Graph Mode (Neural Networks)

Intro

The quadric SDK’s Graph Mode is used to schedule frozen neural network graphs for inferencing on the quadric EPU.

Requirements

  • A configuration file.

  • A frozen neural network Graph. Currently the quadric SDK only supports Onnx (.onnx) (via PyTorch) and TensorFlow (.pb) frozen Graphs. Examples of freezing graphs are noted in the examples :ref:`below <PyTorch Example>.
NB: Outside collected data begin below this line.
use crate::client::{AdminClient, IMAGES_PAGE_PATH};
use crate::loader::{PageFetcher, PageLoader};
use crate::prelude::{eprintln, println, *};
use blogadmin_core::images::{matches_image, visible_images, ImageSelection};
use blogadmin_core::pagination::LoaderState;
use colored::Colorize;
use serde::Serialize;
use std::collections::HashSet;
use std::path::PathBuf;

#[derive(Debug, clap::Parser)]
#[command(name = "images")]
#[command(about = "Browse, upload and delete images")]
pub struct App {
    #[command(subcommand)]
    pub command: Commands,
}

#[derive(Debug, clap::Subcommand)]
pub enum Commands {
    /// List uploaded images, newest first
    #[clap(name = "list")]
    List(ListOptions),

    /// Upload one or more images
    #[clap(name = "upload")]
    Upload(UploadOptions),

    /// Delete images
    #[clap(name = "delete")]
    Delete(DeleteOptions),
}

#[derive(Debug, clap::Args, Clone)]
pub struct ListOptions {
    /// Number of pages to load
    #[arg(short, long, default_value = "1")]
    pub pages: usize,

    /// Load every page
    #[arg(long, conflicts_with = "pages")]
    pub all: bool,

    /// Highlight this image instead of the first one
    #[arg(long, value_name = "IMAGE")]
    pub select: Option<String>,

    /// Output as JSON
    #[arg(long)]
    pub json: bool,
}

#[derive(Debug, clap::Args, Clone)]
pub struct UploadOptions {
    /// Image files
    #[arg(required = true)]
    pub files: Vec<PathBuf>,

    /// Output as JSON
    #[arg(long)]
    pub json: bool,
}

#[derive(Debug, clap::Args, Clone)]
pub struct DeleteOptions {
    /// Image paths or file names
    #[arg(required = true)]
    pub images: Vec<String>,

    /// Do not ask for confirmation
    #[arg(short, long)]
    pub yes: bool,
}

/// The image gallery: images loaded page by page with a local selection.
pub struct ImageGallery<F> {
    loader: PageLoader<String, F>,
    deleted: HashSet<String>,
    selection: ImageSelection,
}

impl ImageGallery<AdminClient> {
    pub fn for_client(client: &AdminClient) -> Self {
        Self::new(client.url(IMAGES_PAGE_PATH), client.clone())
    }
}

impl<F: PageFetcher<String>> ImageGallery<F> {
    pub fn new(resource_url: String, fetcher: F) -> Self {
        Self {
            loader: PageLoader::new(resource_url, fetcher),
            deleted: HashSet::new(),
            selection: ImageSelection::default(),
        }
    }

    /// Load up to `pages` more pages (all on `None`) and keep a valid selection.
    pub async fn load(&mut self, pages: Option<usize>) -> Result<usize, Error> {
        let loaded = self.loader.load_pages(pages).await?;
        self.refresh_selection();
        Ok(loaded)
    }

    pub fn visible(&self) -> Vec<String> {
        self.loader.with_items(|items| {
            visible_images(items, &self.deleted)
                .into_iter()
                .map(str::to_string)
                .collect()
        })
    }

    pub fn selected(&self) -> Option<&str> {
        self.selection.selected()
    }

    /// Highlight an image from the loaded pages.
    pub fn select(&mut self, image: &str) -> bool {
        let visible = self.visible();
        let visible: Vec<&str> = visible.iter().map(String::as_str).collect();
        self.selection.select(image, &visible)
    }

    fn refresh_selection(&mut self) {
        let visible = self.visible();
        let visible: Vec<&str> = visible.iter().map(String::as_str).collect();
        self.selection.refresh(&visible);
    }

    /// Find a visible image by path or file name, loading further pages as needed.
    pub async fn find(&mut self, image: &str) -> Result<Option<String>, Error> {
        loop {
            if let Some(found) = self.visible().into_iter().find(|i| matches_image(i, image)) {
                return Ok(Some(found));
            }
            if self.load(Some(1)).await? == 0 {
                return Ok(None);
            }
        }
    }

    /// Drop a deleted image from the gallery and select the first image left.
    ///
    /// The server deletes by file name, so every loaded entry sharing the
    /// file name goes too.
    pub fn forget(&mut self, image: &str) {
        let removed: Vec<String> = self
            .visible()
            .into_iter()
            .filter(|entry| matches_image(entry, image))
            .collect();
        self.deleted.extend(removed);

        let visible = self.visible();
        let visible: Vec<&str> = visible.iter().map(String::as_str).collect();
        self.selection.select_first(&visible);
    }

    pub fn state(&self) -> LoaderState {
        self.loader.state()
    }

    pub fn next_page(&self) -> u64 {
        self.loader.page()
    }
}

#[derive(Debug, Serialize)]
pub struct GalleryOutput {
    pub images: Vec<String>,
    pub selected: Option<String>,
    pub next_page: u64,
    pub state: LoaderState,
}

/// Module entry point
pub async fn run(app: App, client: &AdminClient, global: &crate::Global) -> Result<()> {
    if global.verbose {
        println!("Images endpoint: {}", client.url(IMAGES_PAGE_PATH));
    }

    match app.command {
        Commands::List(options) => list_handler(options, client).await,
        Commands::Upload(options) => upload_handler(options, client).await,
        Commands::Delete(options) => delete_handler(options, client).await,
    }
}

/// Loads the requested gallery pages and applies the selection
pub async fn gallery_data(
    client: &AdminClient,
    pages: Option<usize>,
    select: Option<&str>,
) -> Result<GalleryOutput> {
    let mut gallery = ImageGallery::for_client(client);
    gallery.load(pages).await?;

    if let Some(image) = select {
        if !gallery.select(image) {
            return Err(eyre!("Image '{}' is not on the loaded pages", image));
        }
    }

    Ok(GalleryOutput {
        images: gallery.visible(),
        selected: gallery.selected().map(str::to_string),
        next_page: gallery.next_page(),
        state: gallery.state(),
    })
}

async fn list_handler(options: ListOptions, client: &AdminClient) -> Result<()> {
    let pages = if options.all { None } else { Some(options.pages) };
    let data = gallery_data(client, pages, options.select.as_deref()).await?;

    if options.json {
        println!("{}", serde_json::to_string_pretty(&data)?);
        return Ok(());
    }

    if data.images.is_empty() {
        println!("No images uploaded.");
        return Ok(());
    }

    for image in &data.images {
        if data.selected.as_deref() == Some(image.as_str()) {
            println!("{} {}", "*".green().bold(), image.bold());
        } else {
            println!("  {}", image);
        }
    }

    if data.state == LoaderState::Idle {
        println!(
            "\n{}",
            f!("More images may follow: --pages {}", data.next_page).dimmed()
        );
    }

    Ok(())
}

async fn upload_handler(options: UploadOptions, client: &AdminClient) -> Result<()> {
    let paths = client.upload_images(&options.files).await?;

    if options.json {
        println!("{}", serde_json::to_string_pretty(&paths)?);
    } else {
        for path in &paths {
            println!("Uploaded {}", path);
        }
    }

    Ok(())
}

async fn delete_handler(options: DeleteOptions, client: &AdminClient) -> Result<()> {
    let mut gallery = ImageGallery::for_client(client);
    gallery.load(Some(1)).await?;

    for wanted in &options.images {
        let Some(image) = gallery.find(wanted).await? else {
            eprintln!("{}", f!("Image '{}' not found, skipping", wanted).yellow());
            continue;
        };

        if !options.yes && !confirm(&f!("Are you sure you want to delete {}?", image))? {
            continue;
        }

        client.delete_image(&image).await?;
        gallery.forget(&image);
        println!("Deleted {}", image);
    }

    match gallery.selected() {
        Some(selected) => println!("Selected image: {}", selected),
        None => println!("No images left on the loaded pages."),
    }

    Ok(())
}
#[derive(Debug, clap::Subcommand)]
pub enum Commands {
    /// Show blog settings and navigation
    #[clap(name = "show")]
    Show(ShowOptions),

    /// Change blog settings
    #[clap(name = "set")]
    Set(BlogFields),

    /// Edit the navigation menu
    #[clap(subcommand)]
    Nav(NavCommands),

    /// Show or edit the authenticated user
    #[clap(subcommand)]
    User(UserCommands),
}

#[derive(Debug, clap::Subcommand)]
pub enum NavCommands {
    /// Append a navigation item (defaults to "Home" linking to the blog root)
    #[clap(name = "add")]
    Add(NavAddOptions),

    /// Remove a navigation item by its position, starting at 0
    #[clap(name = "remove")]
    Remove(NavRemoveOptions),
}

#[derive(Debug, clap::Subcommand)]
pub enum UserCommands {
    /// Show the authenticated user
    #[clap(name = "show")]
    Show(ShowOptions),

    /// Change the authenticated user's profile
    #[clap(name = "set")]
    Set(UserFields),
}

#[derive(Debug, clap::Args, Clone)]
pub struct ShowOptions {
    /// Output as JSON
    #[arg(long)]
    pub json: bool,
}

#[derive(Debug, clap::Args, Clone, Default)]
pub struct BlogFields {
    #[arg(long)]
    pub title: Option<String>,

    #[arg(long)]
    pub description: Option<String>,

    /// Logo image (path or URL)
    #[arg(long)]
    pub logo: Option<String>,

    /// Cover image (path or URL)
    #[arg(long)]
    pub cover: Option<String>,

    #[arg(long)]
    pub posts_per_page: Option<i64>,

    /// Active theme, one of the installed themes
    #[arg(long)]
    pub theme: Option<String>,
}

#[derive(Debug, clap::Args, Clone)]
pub struct NavAddOptions {
    #[arg(long)]
    pub label: Option<String>,

    /// Link target, relative links are rooted at the blog URL
    #[arg(long)]
    pub url: Option<String>,
}

#[derive(Debug, clap::Args, Clone)]
pub struct NavRemoveOptions {
    pub index: usize,
}
use serde::{Deserialize, Serialize};

use crate::blog::SettingsError;
use crate::url::normalize;

/// Response of the "who am I" endpoint.
#[derive(Debug, Clone, Copy, PartialEq, Eq, Serialize, Deserialize)]
pub struct UserId {
    #[serde(rename = "Id", alias = "ID")]
    pub id: i64,
}

/// The authenticated user's profile as exchanged with the admin API.
#[derive(Debug, Clone, PartialEq, Eq, Serialize, Deserialize, Default)]
#[serde(default)]
pub struct User {
    #[serde(rename = "ID", alias = "Id")]
    pub id: i64,
    #[serde(rename = "Name")]
    pub name: String,
    #[serde(rename = "Slug")]
    pub slug: String,
    #[serde(rename = "Email")]
    pub email: String,
    #[serde(rename = "Image")]
    pub image: String,
    #[serde(rename = "Cover")]
    pub cover: String,
    #[serde(rename = "Bio")]
    pub bio: String,
    #[serde(rename = "Website")]
    pub website: String,
    #[serde(rename = "Location")]
    pub location: String,
    /// Only sent when changing the password; empty means unchanged.
    #[serde(rename = "Password")]
    pub password: String,
    #[serde(rename = "PasswordRepeated")]
    pub password_repeated: String,
}

impl User {
    pub fn set_image(&mut self, image: &str, blog_url: &str) {
        self.image = normalize(image, blog_url);
    }

    pub fn set_cover(&mut self, image: &str, blog_url: &str) {
        self.cover = normalize(image, blog_url);
    }

    /// Stage a password change. Both entries must match.
    pub fn change_password(&mut self, password: &str, repeated: &str) -> Result<(), SettingsError> {
        if password != repeated {
            return Err(SettingsError::PasswordMismatch);
        }
        self.password = password.to_string();
        self.password_repeated = repeated.to_string();
        Ok(())
    }
}

#[cfg(test)]
mod tests {
    use super::*;

    #[test]
    fn test_user_id_field_name() {
        let id: UserId = serde_json::from_str(r#"{"Id": 1}"#).unwrap();
        assert_eq!(id.id, 1);
    }

    #[test]
    fn test_deserialize_user_without_password() {
        let json = r#"{"ID":1,"Name":"kai","Slug":"kai","Email":"kai@example.com","Image":"/images/me.png","Cover":"","Bio":"","Website":"","Location":""}"#;
        let user: User = serde_json::from_str(json).unwrap();
        assert_eq!(user.id, 1);
        assert_eq!(user.name, "kai");
        assert_eq!(user.password, "");
    }

    #[test]
    fn test_change_password() {
        let mut user = User::default();
        assert_eq!(
            user.change_password("secret", "secrit"),
            Err(SettingsError::PasswordMismatch)
        );
        assert_eq!(user.password, "");

        user.change_password("secret", "secret").unwrap();
        assert_eq!(user.password, "secret");
        assert_eq!(user.password_repeated, "secret");
    }

    #[test]
    fn test_images_are_rooted() {
        let mut user = User::default();
        user.set_image("images/me.png", "http://blog.local");
        user.set_cover("/images/bg.jpg", "http://blog.local/");
        assert_eq!(user.image, "http://blog.local/images/me.png");
        assert_eq!(user.cover, "http://blog.local//images/bg.jpg");
    }
}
  • Inference frame. Saved as in Numpy format (*.npy).

Tip

Examples of exporting frozen Onnx and TensorFlow files are shown below.

The Configuration File

Each graph command must be accompanied by a config file, expressed as an .ini. The .ini file controls how the SDK lowers your network from Python to EPU-runnable assembly. There are some user-configurable options you should be aware of:

Setting

Meaning

Valid Values

NUM_CORES

Specifies quadric architecture - q8, q16, or q32. NUM_CORES specifies the number of cores along one edge of the array.

8, 16, 32

NUM_BORDERS

The number of border cores specified by the simulator. As of now, this does not change. The q8, q16, q32 all have 4 border cores currently.

Currently, NUM_BORDERS=4

DDR_RD_BW

DDR read total bandwidth in Megabits per second. (i.e. 256000 mbps = 32 gigabytes per second)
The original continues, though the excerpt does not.